Presentation Overview:Show

The gut microbiome regulates host immunity, barrier function, and inflammatory processes. While many studies have identified individual taxa associated with disease, they often overlook higher-order dependencies within microbial communities. We present a methodology that combines information-theoretic feature selection and machine learning to identify taxa whose predictive relevance may depend on synergy with other community members.

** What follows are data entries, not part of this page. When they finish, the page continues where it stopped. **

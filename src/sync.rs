//! Cross-module side effects (library stock mirrored into the shop)

pub mod outbox;
pub mod processor;
pub mod product_sync;

pub use outbox::{OutboxEntry, OutboxStatus, StockMirror, SyncOutbox};
pub use product_sync::{ProductSync, RetryReport, SyncOutcome};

We apply this framework to data from the American Gut Project, focusing on the presence or absence of self-reported food allergy. Taxonomic profiles were normalised and binarised using two thresholding strategies. After quality filtering, the dataset included samples from 1694 healthy and 1847 allergic individuals. We used the Multi-Dimensional Feature Selection (MDFS) algorithm to evaluate information gain in both univariate (1D) and pairwise (2D) settings. As a baseline, we performed U-tests to identify taxa with significantly different abundances between groups. Predictive models were built using Random Forest classifiers trained separately on features selected via each method.

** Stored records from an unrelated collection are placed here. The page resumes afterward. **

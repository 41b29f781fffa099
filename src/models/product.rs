use serde::{Deserialize, Serialize};

use crate::impl_resource;
use crate::utils::validation::{Validate, ValidationErrors};

#[derive(Debug, Clone, Default, PartialEq, Serialize, Deserialize)]
pub struct Product {
    #[serde(default, skip_serializing_if = "Option::is_none")]
    pub id: Option<i64>,
    pub name: String,
    #[serde(default)]
    pub sku: Option<String>,
    #[serde(default)]
    pub price: f64,
    /// For products linked to a library book this mirrors the book's
    /// `available_copies` and may lag behind it. Not authoritative.
    #[serde(default)]
    pub stock: i64,
    #[serde(default)]
    pub category: Option<String>,
    #[serde(default = "default_true")]
    pub is_active: bool,
}

fn default_true() -> bool {
    true
}

impl Validate for Product {
    fn validate(&self) -> Result<(), ValidationErrors> {
        let mut errors = ValidationErrors::new();
        errors.require("name", &self.name);
        errors.non_negative("price", self.price);
        if self.stock < 0 {
            errors.add("stock", "Must be zero or greater.");
        }
        errors.into_result()
    }
}

impl_resource!(Product, "shop/products", validated);
//! Local form validation
//!
//! Every writable entity implements [`Validate`]. Stores run it before any
//! network call, so a rejected form never reaches the server.

use std::collections::BTreeMap;
use std::fmt;

use chrono::NaiveDate;
use once_cell::sync::Lazy;
use regex::Regex;

static EMAIL_RE: Lazy<Regex> =
    Lazy::new(|| Regex::new(r"^[^\s@]+@[^\s@]+\.[^\s@]+$").expect("valid email regex"));
static UPPER_RE: Lazy<Regex> = Lazy::new(|| Regex::new(r"[A-Z]").expect("valid regex"));
static LOWER_RE: Lazy<Regex> = Lazy::new(|| Regex::new(r"[a-z]").expect("valid regex"));
static DIGIT_RE: Lazy<Regex> = Lazy::new(|| Regex::new(r"[0-9]").expect("valid regex"));
static SYMBOL_RE: Lazy<Regex> = Lazy::new(|| Regex::new(r"[^A-Za-z0-9]").expect("valid regex"));

pub const MIN_PASSWORD_LEN: usize = 8;

/// Field name -> list of messages
#[derive(Debug, Clone, Default, PartialEq, Eq)]
pub struct ValidationErrors {
    fields: BTreeMap<String, Vec<String>>,
}

impl ValidationErrors {
    pub fn new() -> Self {
        Self::default()
    }

    pub fn add(&mut self, field: &str, message: impl Into<String>) {
        self.fields
            .entry(field.to_string())
            .or_default()
            .push(message.into());
    }

    pub fn is_empty(&self) -> bool {
        self.fields.is_empty()
    }

    pub fn has(&self, field: &str) -> bool {
        self.fields.contains_key(field)
    }

    pub fn get(&self, field: &str) -> Option<&[String]> {
        self.fields.get(field).map(Vec::as_slice)
    }

    pub fn fields(&self) -> &BTreeMap<String, Vec<String>> {
        &self.fields
    }

    /// `Ok(())` when nothing was recorded
    pub fn into_result(self) -> Result<(), ValidationErrors> {
        if self.is_empty() { Ok(()) } else { Err(self) }
    }

    pub fn require(&mut self, field: &str, value: &str) {
        if value.trim().is_empty() {
            self.add(field, "This field is required.");
        }
    }

    pub fn require_email(&mut self, field: &str, value: &str) {
        if value.trim().is_empty() {
            self.add(field, "This field is required.");
        } else if !is_valid_email(value) {
            self.add(field, "Enter a valid email address.");
        }
    }

    pub fn optional_email(&mut self, field: &str, value: Option<&str>) {
        if let Some(value) = value
            && !value.trim().is_empty()
            && !is_valid_email(value)
        {
            self.add(field, "Enter a valid email address.");
        }
    }

    pub fn non_negative(&mut self, field: &str, value: f64) {
        if !value.is_finite() || value < 0.0 {
            self.add(field, "Must be zero or greater.");
        }
    }

    pub fn positive(&mut self, field: &str, value: f64) {
        if !value.is_finite() || value <= 0.0 {
            self.add(field, "Must be greater than zero.");
        }
    }

    /// `end` must not come before `start`
    pub fn date_order(&mut self, field: &str, start: NaiveDate, end: NaiveDate) {
        if end < start {
            self.add(field, format!("Must be on or after {}.", start));
        }
    }
}

impl fmt::Display for ValidationErrors {
    fn fmt(&self, f: &mut fmt::Formatter<'_>) -> fmt::Result {
        let parts: Vec<String> = self
            .fields
            .iter()
            .map(|(field, messages)| format!("{}: {}", field, messages.join(" ")))
            .collect();
        write!(f, "{}", parts.join("; "))
    }
}

impl std::error::Error for ValidationErrors {}

/// Form input that can be checked locally
pub trait Validate {
    fn validate(&self) -> Result<(), ValidationErrors>;
}

pub fn is_valid_email(value: &str) -> bool {
    EMAIL_RE.is_match(value.trim())
}

/// ISBN-10 or ISBN-13, hyphens and spaces ignored. ISBN-10 may end in X.
pub fn is_valid_isbn(value: &str) -> bool {
    let cleaned = normalize_isbn(value);
    match cleaned.len() {
        13 => cleaned.chars().all(|c| c.is_ascii_digit()),
        10 => {
            let (body, check) = cleaned.split_at(9);
            body.chars().all(|c| c.is_ascii_digit())
                && check.chars().all(|c| c.is_ascii_digit() || c == 'X')
        }
        _ => false,
    }
}

/// Strip separators and upper-case the ISBN-10 check character
pub fn normalize_isbn(value: &str) -> String {
    value
        .chars()
        .filter(|c| !matches!(c, '-' | ' '))
        .map(|c| c.to_ascii_uppercase())
        .collect()
}

/// Password policy used by the profile and reset-password forms
pub fn check_password(errors: &mut ValidationErrors, field: &str, password: &str) {
    if password.chars().count() < MIN_PASSWORD_LEN {
        errors.add(
            field,
            format!("Must be at least {} characters.", MIN_PASSWORD_LEN),
        );
    }
    if !UPPER_RE.is_match(password) {
        errors.add(field, "Must contain an uppercase letter.");
    }
    if !LOWER_RE.is_match(password) {
        errors.add(field, "Must contain a lowercase letter.");
    }
    if !DIGIT_RE.is_match(password) {
        errors.add(field, "Must contain a digit.");
    }
    if !SYMBOL_RE.is_match(password) {
        errors.add(field, "Must contain a symbol.");
    }
}

#[cfg(test)]
mod tests {
    use super::*;

    #[test]
    fn test_password_policy() {
        let mut errors = ValidationErrors::new();
        check_password(&mut errors, "password", "Str0ng!pass");
        assert!(errors.is_empty());

        let mut errors = ValidationErrors::new();
        check_password(&mut errors, "password", "weak");
        let messages = errors.get("password").unwrap();
        assert_eq!(messages.len(), 4); // too short, no upper, no digit, no symbol
    }

    #[test]
    fn test_isbn_shapes() {
        assert!(is_valid_isbn("978-2-264-02484-8"));
        assert!(is_valid_isbn("0-306-40615-2"));
        assert!(is_valid_isbn("080442957x"));
        assert!(!is_valid_isbn("12345"));
        assert!(!is_valid_isbn("97822640248AB"));
    }

    #[test]
    fn test_email() {
        assert!(is_valid_email("ada@school.org"));
        assert!(!is_valid_email("ada@school"));
        assert!(!is_valid_email("ada school@x.org"));
    }

    #[test]
    fn test_display_joins_fields() {
        let mut errors = ValidationErrors::new();
        errors.require("title", "");
        errors.non_negative("price", -1.0);
        assert_eq!(
            errors.to_string(),
            "price: Must be zero or greater.; title: This field is required."
        );
    }
}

MDFS outperformed the U-test in both sensitivity and robustness. Fifteen taxa were consistently selected by all methods, while MDFS variants uniquely recovered 42. The 2D analysis revealed 18 taxa that carried no predictive value alone but contributed significant information in combination with others, suggesting synergistic structure. Conventional univariate approaches would have overlooked these taxa.

The results demonstrate the utility of synergy-aware feature selection for capturing complex, non-additive associations in microbial communities. Similar patterns observed across other cohorts indicate the potential generalizability of this approach.